Some advisers, however, worry that the double-digit returns these funds provided in the last 12 months could be shortlived and investors would be wise to diversify their portfolios. “A huge amount of money has gone into commercial property this year and my feeling is that will carry on,” said Mark Dampier, an adviser with Hargreaves Lansdown, the UK broker. “But I don’t particularly like property. I think it’s overhyped and some of my clients are putting too much money there. Some want to put over 50 per cent of their portfolio into property and that makes me nervous.”
Andrew Smith, head of research at Arlington Securities, the property group, predicts average returns on UK commercial property will fall below 10 per cent in 2007, down from nearly 20 per cent last year. “In this increasingly challenging environment for fund managers, active asset management will be vital in order to secure consistent above-average returns and to take advantage of the unique income growth characteristics of property,” Smith said. But Smith does believe the introduction of real estate investment trusts (Reits) in January will “help to sustain demand in the underlying property market”.
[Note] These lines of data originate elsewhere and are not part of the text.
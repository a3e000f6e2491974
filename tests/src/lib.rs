//! # Veto-Bus Test Suite
//!
//! Cross-crate tests for the dispatch core, persistence and descriptors.
//!
//! ## Structure
//!
//! ```text
//! tests/src/
//! ├── fixtures.rs       # Recording, vetoing and persistable listeners
//! └── integration/
//!     ├── flows.rs      # End-to-end fire scenarios
//!     ├── concurrency.rs# Registration and fire from many threads
//!     ├── persistence.rs# Stream round trips through a real registry
//!     └── descriptors.rs# Event-set bindings over live registries
//! ```
//!
//! ## Running Tests
//!
//! ```bash
//! # All tests
//! cargo test -p vetobus-tests
//!
//! # By category
//! cargo test -p vetobus-tests integration::flows::
//!
//! # Benchmarks
//! cargo bench -p vetobus-tests
//! ```

#![allow(dead_code)]
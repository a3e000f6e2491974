//! Subscriber setup.
//!
//! One global `tracing` subscriber: an `EnvFilter` from the configured level,
//! then either a human-readable or a JSON `fmt` layer.

use crate::{TelemetryConfig, TelemetryError};
use tracing_subscriber::{layer::SubscriberExt, util::SubscriberInitExt, EnvFilter};

/// Build the filter for `config`, falling back to `info` on an empty level.
pub(crate) fn env_filter(config: &TelemetryConfig) -> Result<EnvFilter, TelemetryError> {
    let directive = if config.log_level.trim().is_empty() {
        "info"
    } else {
        config.log_level.as_str()
    };
    EnvFilter::try_new(directive).map_err(|e| TelemetryError::Config(e.to_string()))
}

/// Install the global subscriber. Fails if one is already installed.
pub(crate) fn init_logging(config: &TelemetryConfig) -> Result<(), TelemetryError> {
    let filter = env_filter(config)?;

    if !config.console_output {
        return tracing_subscriber::registry()
            .with(filter)
            .try_init()
            .map_err(|e| TelemetryError::SubscriberInit(e.to_string()));
    }

    if config.json_logs {
        let json_layer = tracing_subscriber::fmt::layer()
            .json()
            .with_target(true)
            .with_thread_ids(true)
            .with_file(true)
            .with_line_number(true);
        tracing_subscriber::registry()
            .with(filter)
            .with(json_layer)
            .try_init()
            .map_err(|e| TelemetryError::SubscriberInit(e.to_string()))
    } else {
        let fmt_layer = tracing_subscriber::fmt::layer()
            .with_target(true)
            .with_thread_ids(false)
            .with_ansi(true);
        tracing_subscriber::registry()
            .with(filter)
            .with(fmt_layer)
            .try_init()
            .map_err(|e| TelemetryError::SubscriberInit(e.to_string()))
    }
}
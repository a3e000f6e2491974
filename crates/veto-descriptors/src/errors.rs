//! # Descriptor Errors

use thiserror::Error;

/// Descriptor construction and binding failures.
#[derive(Debug, Clone, PartialEq, Eq, Error)]
pub enum DescriptorError {
    /// A required accessor binding is missing.
    #[error("Event set '{event_set}' has no {accessor} accessor")]
    MissingAccessor {
        /// Event set name
        event_set: String,
        /// "add", "remove" or "get"
        accessor: &'static str,
    },

    /// A listener method does not look like one.
    #[error("Invalid listener method '{method}': {reason}")]
    InvalidListenerMethod {
        /// Method name, empty when none was given
        method: String,
        /// What is wrong with it
        reason: String,
    },

    /// A unicast event source already has a listener.
    #[error("Event set '{0}' is unicast and already has a listener")]
    TooManyListeners(String),

    /// The event was already marked as propagated.
    #[error("Event already propagated from context {0}")]
    AlreadyPropagated(String),

    /// A descriptor was given an empty name.
    #[error("Empty {0} name")]
    EmptyName(&'static str),
}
Other areas that will continue to draw interest in advisers’ view are emerging markets, particularly Russian and Chinese funds which saw some strong performances last year, and UK income funds such as Invesco Perpetual’s High Income fund run by Neil Woodford, and Artemis’s income fund.
Fund managers and financial advisers predict that bellwether stocks, Europe and the Asia-Pacific region excluding Japan are three areas likely to outperform, according to a poll conducted by the Association of Investment Companies and IFA Promotion, two industry groups.
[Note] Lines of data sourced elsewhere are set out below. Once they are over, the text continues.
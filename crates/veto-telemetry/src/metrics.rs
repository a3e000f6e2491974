//! Prometheus text export.
//!
//! Dispatch counters register themselves in the default Prometheus registry
//! when `veto-bus` is built with its `metrics` feature; this module renders
//! whatever that registry holds.

use crate::TelemetryError;
use prometheus::{Encoder, TextEncoder};

/// Encode the default registry in the Prometheus text format.
pub fn gather_metrics() -> Result<String, TelemetryError> {
    let encoder = TextEncoder::new();
    let metric_families = prometheus::gather();
    let mut buffer = Vec::new();
    encoder
        .encode(&metric_families, &mut buffer)
        .map_err(|e| TelemetryError::Metrics(e.to_string()))?;
    String::from_utf8(buffer).map_err(|e| TelemetryError::Metrics(e.to_string()))
}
But investors would be wise to be a bit cautious. As Justin Modray, an adviser with Bestinvest, says: “Only one thing is certain about predictions and that is there’s a fair chance they will be wrong.”
In the same poll last January, scores of fund managers predicted the performance of the equity market in Japan would surpass that of all other parts of the world.
Alas, this was not the case. The 20 worst-performing funds of the year were all Japanese equity funds, according to Standard & Poor’s, with annual losses ranging from 17.8 to 48.56 per cent. Japan’s fortunes were impaired by allegations of securities law violations at Livedoor, a small technology company, in January, which led to a broad sell-off and the collapse of the Tokyo Stock Exchange’s trading system.